Itching to travel, but still not comfortable flying to Italy during a pandemic? Joshua Miranda, owner of Via Vecchia, an Italian restaurant at 10 Dana St. in Portland has designed a passport that will (sort of) take you to various regions of Italy and put a Negroni in your hand at each stop.

The Via Vecchia Negroni passport. Photo courtesy of Via Vecchia

Negroni Week begins Monday. It’s a worldwide celebration of the classic Italian cocktail made with gin, sweet vermouth and Campari – stirred, never shaken –  and garnished with an orange peel. Imbibe magazine created Negroni Week in 2013, in part to raise money for charity. More than 12,000 bars and restaurants around the world now participate, creating their own riffs on the drink and donating to causes chosen by the organizers.

Usually Maine is well represented in Negroni Week, but this is an unusual year so perhaps it’s not surprising that as of Tuesday, only two Maine businesses had signed up: Via Vecchia and Academe, the restaurant at the Kennebunk Inn.

The Via Vecchia passport allows the holder to try up to 10 different Negronis based on regions of Italy, such as The Trentino-Alto Adige negroni, which is described like this: “This alpine Negroni pays tribute to the northern Rabarbaro, a medicinal amaro made from a special type of dried rhubarb. Its earthy flavors are grounded by the malty base of Dutch genever. It’ll cure what ails you.”

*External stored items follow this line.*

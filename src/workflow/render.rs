//! Result renderer
//!
//! Produces read-only views of a student assignment. Rendering is a pure
//! function of its input.

use chrono::{DateTime, Utc};
use std::fmt;

use crate::models::{display_score, Assignment, LetterGrade, StudentAssignment, Subject};
use crate::workflow::collector::AnswerSet;
use crate::workflow::validator::Readiness;

/// What the assignment screen shows
#[derive(Debug, Clone, PartialEq)]
pub enum AssignmentView {
    /// Unknown id; offers the way back to the list
    NotFound { assignment_id: String },
    InProgress(InProgressView),
    Completed(CompletedReport),
}

impl AssignmentView {
    pub fn not_found(assignment_id: impl Into<String>) -> Self {
        AssignmentView::NotFound {
            assignment_id: assignment_id.into(),
        }
    }

    /// Completed assignments render as a report, the rest as a worksheet
    ///
    /// # Arguments
    /// - `student_assignment`: latest known state
    /// - `answers`: the collector's answers, or the submitted snapshot
    pub fn render(student_assignment: &StudentAssignment, answers: &AnswerSet) -> Self {
        if student_assignment.completed {
            AssignmentView::Completed(CompletedReport::build(student_assignment, answers))
        } else {
            AssignmentView::InProgress(InProgressView::build(student_assignment, answers))
        }
    }
}

/// Answers to annotate a completed assignment with
///
/// Answers stored by the backend win over the local snapshot.
pub fn completed_answers(
    student_assignment: &StudentAssignment,
    snapshot: Option<&AnswerSet>,
) -> AnswerSet {
    if student_assignment.has_stored_answers() {
        AnswerSet::from_stored(student_assignment)
    } else {
        snapshot.cloned().unwrap_or_default()
    }
}

// ========== In progress ==========

#[derive(Debug, Clone, PartialEq)]
pub struct InProgressView {
    pub header: Header,
    pub readiness: Readiness,
    pub questions: Vec<QuestionPrompt>,
}

#[derive(Debug, Clone, PartialEq)]
pub struct QuestionPrompt {
    pub prompt: String,
    pub options: Vec<String>,
    pub selected: Option<usize>,
}

impl InProgressView {
    fn build(student_assignment: &StudentAssignment, answers: &AnswerSet) -> Self {
        let assignment = &student_assignment.assignment;
        Self {
            header: Header::build(student_assignment),
            readiness: Readiness::measure(assignment, answers),
            questions: assignment
                .questions
                .iter()
                .enumerate()
                .map(|(i, q)| QuestionPrompt {
                    prompt: q.question.clone(),
                    options: q.options.clone(),
                    selected: answers.choices.get(&i).copied(),
                })
                .collect(),
        }
    }
}

/// Title block shared by both modes
#[derive(Debug, Clone, PartialEq)]
pub struct Header {
    pub title: String,
    pub subject: String,
    pub grade_level: String,
    pub video: Option<String>,
    /// (heading, text)
    pub passage: Option<(String, String)>,
}

impl Header {
    fn build(student_assignment: &StudentAssignment) -> Self {
        let assignment = &student_assignment.assignment;
        let heading = assignment
            .subject_kind()
            .map_or("Reading Passage", Subject::passage_heading);
        Self {
            title: assignment.title.clone(),
            subject: assignment.subject.clone(),
            grade_level: assignment.grade_level.clone(),
            video: assignment.youtube_embed_url(),
            passage: passage_text(assignment).map(|text| (heading.to_string(), text)),
        }
    }
}

fn passage_text(assignment: &Assignment) -> Option<String> {
    assignment
        .reading_passage
        .clone()
        .or_else(|| assignment.learn_to_read_content.as_ref()?.passage.clone())
        .filter(|text| !text.trim().is_empty())
}

// ========== Completed ==========

/// How one option is shown after submission
#[derive(Debug, Clone, Copy, PartialEq, Eq)]
pub enum OptionMark {
    Correct,
    SelectedIncorrect,
    Neutral,
}

#[derive(Debug, Clone, PartialEq)]
pub struct QuestionReport {
    pub prompt: String,
    pub options: Vec<(String, OptionMark)>,
    pub selected: Option<usize>,
    pub is_correct: bool,
}

#[derive(Debug, Clone, PartialEq)]
pub struct CodingReport {
    pub prompt: String,
    pub submitted: String,
    pub reference: Option<String>,
    pub explanation: Option<String>,
}

#[derive(Debug, Clone, PartialEq)]
pub struct ZoneReport {
    pub label: String,
    /// Text of the item placed there
    pub placed: Option<String>,
    pub expected: Option<String>,
    /// `None` when the zone declares no correct item
    pub is_correct: Option<bool>,
}

#[derive(Debug, Clone, PartialEq)]
pub struct PuzzleReport {
    pub zones: Vec<ZoneReport>,
    pub explanation: Option<String>,
}

/// Word activity or spelling exercise outcome
#[derive(Debug, Clone, PartialEq)]
pub struct WordReport {
    pub prompt: String,
    pub answer: Option<String>,
    pub target: String,
    pub is_correct: bool,
}

#[derive(Debug, Clone, PartialEq)]
pub struct CompletedReport {
    pub header: Header,
    pub score: Option<f64>,
    pub grade: Option<LetterGrade>,
    pub submitted_at: Option<DateTime<Utc>>,
    pub questions: Vec<QuestionReport>,
    pub coding: Vec<CodingReport>,
    pub puzzle: Option<PuzzleReport>,
    pub words: Vec<WordReport>,
    pub spelling: Vec<WordReport>,
}

impl CompletedReport {
    pub fn build(student_assignment: &StudentAssignment, answers: &AnswerSet) -> Self {
        let assignment = &student_assignment.assignment;

        let questions = assignment
            .questions
            .iter()
            .enumerate()
            .map(|(i, q)| {
                let selected = answers.choices.get(&i).copied();
                let options = q
                    .options
                    .iter()
                    .enumerate()
                    .map(|(o, text)| {
                        let mark = if o == q.correct_answer {
                            OptionMark::Correct
                        } else if Some(o) == selected {
                            OptionMark::SelectedIncorrect
                        } else {
                            OptionMark::Neutral
                        };
                        (text.clone(), mark)
                    })
                    .collect();
                QuestionReport {
                    prompt: q.question.clone(),
                    options,
                    selected,
                    is_correct: selected == Some(q.correct_answer),
                }
            })
            .collect();

        let coding = assignment
            .coding_exercises
            .iter()
            .enumerate()
            .map(|(i, ex)| CodingReport {
                prompt: ex.prompt.clone(),
                submitted: answers.code.get(&i).cloned().unwrap_or_default(),
                reference: ex.correct_answer.clone(),
                explanation: ex.explanation.clone(),
            })
            .collect();

        let puzzle = assignment.drag_drop_puzzle.as_ref().map(|puzzle| {
            let item_text = |id: &str| {
                puzzle
                    .items
                    .iter()
                    .find(|item| item.id == id)
                    .map_or_else(|| id.to_string(), |item| item.text.clone())
            };
            PuzzleReport {
                zones: puzzle
                    .zones
                    .iter()
                    .map(|zone| {
                        let placed_id = answers.placements.get(&zone.id);
                        ZoneReport {
                            label: zone.label.clone(),
                            placed: placed_id.map(|id| item_text(id.as_str())),
                            expected: zone.correct_item_id.as_deref().map(item_text),
                            is_correct: zone
                                .correct_item_id
                                .as_ref()
                                .map(|expected| placed_id == Some(expected)),
                        }
                    })
                    .collect(),
                explanation: puzzle.explanation.clone(),
            }
        });

        let words = assignment
            .learn_to_read_content
            .iter()
            .flat_map(|content| content.activities.iter())
            .enumerate()
            .map(|(i, activity)| {
                word_report(&activity.instruction, answers.words.get(&i), &activity.correct_word)
            })
            .collect();

        let spelling = assignment
            .spelling_exercises
            .iter()
            .enumerate()
            .map(|(i, ex)| {
                word_report(&ex.display_prompt(), answers.spelling.get(&i), &ex.correct_answer)
            })
            .collect();

        Self {
            header: Header::build(student_assignment),
            score: student_assignment.score,
            grade: student_assignment.score.map(LetterGrade::from_score),
            submitted_at: student_assignment.submitted_at,
            questions,
            coding,
            puzzle,
            words,
            spelling,
        }
    }

    pub fn correct_questions(&self) -> usize {
        self.questions.iter().filter(|q| q.is_correct).count()
    }
}

fn word_report(prompt: &str, answer: Option<&String>, target: &str) -> WordReport {
    WordReport {
        prompt: prompt.to_string(),
        answer: answer.cloned(),
        target: target.to_string(),
        is_correct: answer.is_some_and(|a| words_match(a, target)),
    }
}

/// Case-insensitive comparison ignoring surrounding whitespace
pub fn words_match(answer: &str, target: &str) -> bool {
    answer.trim().to_lowercase() == target.trim().to_lowercase()
}

// ========== Text output ==========

impl fmt::Display for AssignmentView {
    fn fmt(&self, f: &mut fmt::Formatter<'_>) -> fmt::Result {
        match self {
            AssignmentView::NotFound { assignment_id } => {
                writeln!(f, "Assignment not found ({}).", assignment_id)?;
                writeln!(f, "Run `homeschool assignments` to go back to your assignment list.")
            }
            AssignmentView::InProgress(view) => write!(f, "{}", view),
            AssignmentView::Completed(report) => write!(f, "{}", report),
        }
    }
}

impl fmt::Display for Header {
    fn fmt(&self, f: &mut fmt::Formatter<'_>) -> fmt::Result {
        writeln!(f, "📘 {}", self.title)?;
        writeln!(f, "   {} · Grade {}", self.subject, self.grade_level)?;
        if let Some(video) = &self.video {
            writeln!(f, "   Video: {}", video)?;
        }
        if let Some((heading, text)) = &self.passage {
            writeln!(f, "\n{}\n{}", heading, text)?;
        }
        Ok(())
    }
}

impl fmt::Display for InProgressView {
    fn fmt(&self, f: &mut fmt::Formatter<'_>) -> fmt::Result {
        write!(f, "{}", self.header)?;
        for (i, q) in self.questions.iter().enumerate() {
            writeln!(f, "\n{}. {}", i + 1, q.prompt)?;
            for (o, option) in q.options.iter().enumerate() {
                let marker = if q.selected == Some(o) { "(•)" } else { "( )" };
                writeln!(f, "   {} {}. {}", marker, o, option)?;
            }
        }
        writeln!(f)?;
        write!(f, "{}", self.readiness)?;
        if self.readiness.is_ready() {
            writeln!(f, "Ready to submit. Answers cannot be changed after submitting.")?;
        }
        Ok(())
    }
}

impl fmt::Display for CompletedReport {
    fn fmt(&self, f: &mut fmt::Formatter<'_>) -> fmt::Result {
        write!(f, "{}", self.header)?;
        match (self.score, self.grade) {
            (Some(score), Some(grade)) => writeln!(
                f,
                "\n🏆 Score: {}% ({}, {})",
                display_score(score),
                grade,
                grade.remark()
            )?,
            _ => writeln!(f, "\n🏆 Score: pending")?,
        }
        if let Some(at) = self.submitted_at {
            writeln!(f, "   Submitted on {}", at.format("%Y-%m-%d at %H:%M"))?;
        }

        for (i, q) in self.questions.iter().enumerate() {
            writeln!(f, "\n{} {}. {}", tick(q.is_correct), i + 1, q.prompt)?;
            for (text, mark) in &q.options {
                let marker = match mark {
                    OptionMark::Correct => "✓",
                    OptionMark::SelectedIncorrect => "✗",
                    OptionMark::Neutral => " ",
                };
                writeln!(f, "   [{}] {}", marker, text)?;
            }
        }

        for (i, ex) in self.coding.iter().enumerate() {
            writeln!(f, "\n💻 Exercise {}: {}", i + 1, ex.prompt)?;
            writeln!(f, "   Your code:\n{}", indent(&ex.submitted))?;
            if let Some(reference) = &ex.reference {
                writeln!(f, "   Reference solution:\n{}", indent(reference))?;
            }
            if let Some(explanation) = &ex.explanation {
                writeln!(f, "   {}", explanation)?;
            }
        }

        if let Some(puzzle) = &self.puzzle {
            writeln!(f, "\n🧩 Puzzle")?;
            for zone in &puzzle.zones {
                let placed = zone.placed.as_deref().unwrap_or("(empty)");
                match (zone.is_correct, &zone.expected) {
                    (Some(true), _) => writeln!(f, "   ✓ {}: {}", zone.label, placed)?,
                    (Some(false), Some(expected)) => {
                        writeln!(f, "   ✗ {}: {} (expected {})", zone.label, placed, expected)?
                    }
                    _ => writeln!(f, "   • {}: {}", zone.label, placed)?,
                }
            }
            if let Some(explanation) = &puzzle.explanation {
                writeln!(f, "   {}", explanation)?;
            }
        }

        write_words(f, "📖 Reading", &self.words)?;
        write_words(f, "🔤 Spelling", &self.spelling)
    }
}

fn write_words(f: &mut fmt::Formatter<'_>, title: &str, reports: &[WordReport]) -> fmt::Result {
    if reports.is_empty() {
        return Ok(());
    }
    writeln!(f, "\n{}", title)?;
    for report in reports {
        let answer = report.answer.as_deref().unwrap_or("(no answer)");
        if report.is_correct {
            writeln!(f, "   ✓ {}: {}", report.prompt, answer)?;
        } else {
            writeln!(f, "   ✗ {}: {} (correct: {})", report.prompt, answer, report.target)?;
        }
    }
    Ok(())
}

fn tick(correct: bool) -> &'static str {
    if correct {
        "✓"
    } else {
        "✗"
    }
}

fn indent(text: &str) -> String {
    text.lines().map(|line| format!("      {}", line)).collect::<Vec<_>>().join("\n")
}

Shanna’s Life-Saving Negroni with an ice cube that contains brûléed orange. Photo courtesy of Shanna Horner O’Hea

The restaurant will even add your photo to the green, gold-embossed “Passaporto Negroni” and stamp it after every order. In addition to paying for any cocktails you order, you’ll pay a $5 fee for the passport, which will be donated to Via Vecchia’s chosen charity, Another Round Another Rally, which provides emergency aid to employees of restaurants, bars and hotels who have fallen on hard times as well as grants and scholarships to “historically excluded voices in the community.”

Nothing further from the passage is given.